Out of the data below, copy every line with the string "ApiSettings".

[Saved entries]
====

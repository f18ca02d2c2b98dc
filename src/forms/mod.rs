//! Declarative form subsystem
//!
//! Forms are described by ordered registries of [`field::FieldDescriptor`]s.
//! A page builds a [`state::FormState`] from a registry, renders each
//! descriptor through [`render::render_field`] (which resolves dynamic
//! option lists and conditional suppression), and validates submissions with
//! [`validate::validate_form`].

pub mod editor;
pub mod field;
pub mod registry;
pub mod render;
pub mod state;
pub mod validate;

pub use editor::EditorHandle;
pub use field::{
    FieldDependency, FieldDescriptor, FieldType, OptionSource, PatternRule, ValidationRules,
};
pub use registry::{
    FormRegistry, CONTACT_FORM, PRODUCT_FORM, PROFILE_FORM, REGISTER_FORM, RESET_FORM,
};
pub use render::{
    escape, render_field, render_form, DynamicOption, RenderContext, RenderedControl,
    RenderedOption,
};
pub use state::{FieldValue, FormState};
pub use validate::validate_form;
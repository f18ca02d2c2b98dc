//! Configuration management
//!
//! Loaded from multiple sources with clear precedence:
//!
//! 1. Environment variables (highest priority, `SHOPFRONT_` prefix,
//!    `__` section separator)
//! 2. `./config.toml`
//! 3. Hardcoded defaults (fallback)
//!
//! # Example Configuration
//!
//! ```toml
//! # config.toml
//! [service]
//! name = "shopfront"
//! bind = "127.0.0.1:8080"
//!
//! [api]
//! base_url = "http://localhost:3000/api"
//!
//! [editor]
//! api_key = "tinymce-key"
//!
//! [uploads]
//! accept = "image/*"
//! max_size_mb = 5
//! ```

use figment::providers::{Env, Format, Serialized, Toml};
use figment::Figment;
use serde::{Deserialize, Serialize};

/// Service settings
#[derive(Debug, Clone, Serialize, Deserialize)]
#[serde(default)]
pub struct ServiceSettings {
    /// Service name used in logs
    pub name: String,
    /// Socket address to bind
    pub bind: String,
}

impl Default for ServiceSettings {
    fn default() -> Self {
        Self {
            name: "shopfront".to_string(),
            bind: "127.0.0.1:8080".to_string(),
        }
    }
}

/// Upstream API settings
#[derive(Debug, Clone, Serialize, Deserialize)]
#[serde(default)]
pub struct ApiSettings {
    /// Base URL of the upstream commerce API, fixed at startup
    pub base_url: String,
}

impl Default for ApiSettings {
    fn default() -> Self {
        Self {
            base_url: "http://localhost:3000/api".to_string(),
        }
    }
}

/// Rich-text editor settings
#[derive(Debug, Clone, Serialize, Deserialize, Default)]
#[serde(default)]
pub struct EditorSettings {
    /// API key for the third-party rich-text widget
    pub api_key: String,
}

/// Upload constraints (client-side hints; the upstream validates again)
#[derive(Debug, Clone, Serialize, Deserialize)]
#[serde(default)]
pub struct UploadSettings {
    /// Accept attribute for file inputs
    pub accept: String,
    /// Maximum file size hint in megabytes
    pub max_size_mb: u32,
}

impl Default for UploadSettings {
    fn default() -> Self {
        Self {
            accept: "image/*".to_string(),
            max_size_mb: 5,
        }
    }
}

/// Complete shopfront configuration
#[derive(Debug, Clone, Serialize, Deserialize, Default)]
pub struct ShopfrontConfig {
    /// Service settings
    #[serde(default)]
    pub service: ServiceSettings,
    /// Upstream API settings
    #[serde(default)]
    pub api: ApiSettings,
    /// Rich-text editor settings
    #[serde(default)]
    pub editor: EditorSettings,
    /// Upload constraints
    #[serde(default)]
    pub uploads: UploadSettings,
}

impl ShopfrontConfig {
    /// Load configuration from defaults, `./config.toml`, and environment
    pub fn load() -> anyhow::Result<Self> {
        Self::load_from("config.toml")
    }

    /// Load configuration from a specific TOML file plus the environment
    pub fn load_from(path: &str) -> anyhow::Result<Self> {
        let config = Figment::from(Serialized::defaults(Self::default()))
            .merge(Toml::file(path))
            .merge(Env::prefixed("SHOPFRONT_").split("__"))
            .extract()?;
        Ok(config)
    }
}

====

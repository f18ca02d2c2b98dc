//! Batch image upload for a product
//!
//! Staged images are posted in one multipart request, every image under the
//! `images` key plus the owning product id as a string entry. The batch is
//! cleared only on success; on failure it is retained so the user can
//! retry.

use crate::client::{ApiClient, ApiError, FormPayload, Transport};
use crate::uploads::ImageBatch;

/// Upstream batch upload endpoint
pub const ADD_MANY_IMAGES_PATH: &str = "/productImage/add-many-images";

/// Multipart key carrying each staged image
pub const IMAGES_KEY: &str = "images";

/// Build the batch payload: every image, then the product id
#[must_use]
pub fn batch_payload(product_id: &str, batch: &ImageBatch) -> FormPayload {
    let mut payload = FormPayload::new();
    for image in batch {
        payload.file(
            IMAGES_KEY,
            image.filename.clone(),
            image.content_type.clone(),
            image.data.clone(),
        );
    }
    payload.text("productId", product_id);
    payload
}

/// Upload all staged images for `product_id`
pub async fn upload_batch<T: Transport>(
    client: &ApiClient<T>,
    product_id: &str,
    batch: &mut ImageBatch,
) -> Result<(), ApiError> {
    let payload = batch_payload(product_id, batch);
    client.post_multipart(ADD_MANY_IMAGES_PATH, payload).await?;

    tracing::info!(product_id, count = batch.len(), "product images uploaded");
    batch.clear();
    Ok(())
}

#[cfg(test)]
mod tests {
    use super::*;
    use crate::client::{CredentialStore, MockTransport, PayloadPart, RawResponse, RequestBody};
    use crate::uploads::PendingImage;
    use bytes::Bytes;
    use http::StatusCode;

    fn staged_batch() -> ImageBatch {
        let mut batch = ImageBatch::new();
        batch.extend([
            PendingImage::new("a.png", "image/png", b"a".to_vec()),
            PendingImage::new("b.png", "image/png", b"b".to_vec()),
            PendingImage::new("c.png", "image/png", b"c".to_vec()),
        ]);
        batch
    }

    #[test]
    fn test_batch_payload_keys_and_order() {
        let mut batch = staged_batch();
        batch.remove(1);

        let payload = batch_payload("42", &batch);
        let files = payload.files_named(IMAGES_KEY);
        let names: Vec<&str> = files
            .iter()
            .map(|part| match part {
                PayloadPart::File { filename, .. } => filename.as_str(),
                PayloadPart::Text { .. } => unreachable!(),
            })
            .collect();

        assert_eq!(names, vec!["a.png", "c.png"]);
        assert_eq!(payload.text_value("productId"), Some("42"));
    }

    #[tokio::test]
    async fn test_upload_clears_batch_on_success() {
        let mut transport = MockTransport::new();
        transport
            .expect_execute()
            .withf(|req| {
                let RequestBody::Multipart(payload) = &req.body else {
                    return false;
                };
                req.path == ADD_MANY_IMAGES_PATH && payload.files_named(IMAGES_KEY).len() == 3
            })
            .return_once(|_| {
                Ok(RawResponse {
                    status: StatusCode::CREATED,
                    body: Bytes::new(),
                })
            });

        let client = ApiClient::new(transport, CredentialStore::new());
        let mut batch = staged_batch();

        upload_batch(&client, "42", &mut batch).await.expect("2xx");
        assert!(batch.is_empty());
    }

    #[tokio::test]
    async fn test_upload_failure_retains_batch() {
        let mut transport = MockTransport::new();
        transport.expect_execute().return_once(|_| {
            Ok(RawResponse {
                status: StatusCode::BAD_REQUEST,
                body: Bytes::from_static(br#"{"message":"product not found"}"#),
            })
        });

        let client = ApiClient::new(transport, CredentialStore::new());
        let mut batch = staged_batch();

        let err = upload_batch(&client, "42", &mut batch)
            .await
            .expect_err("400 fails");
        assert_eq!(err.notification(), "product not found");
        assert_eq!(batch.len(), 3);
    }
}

====

## Answer to this problem
pub struct ApiSettings {
impl Default for ApiSettings {
    pub api: ApiSettings,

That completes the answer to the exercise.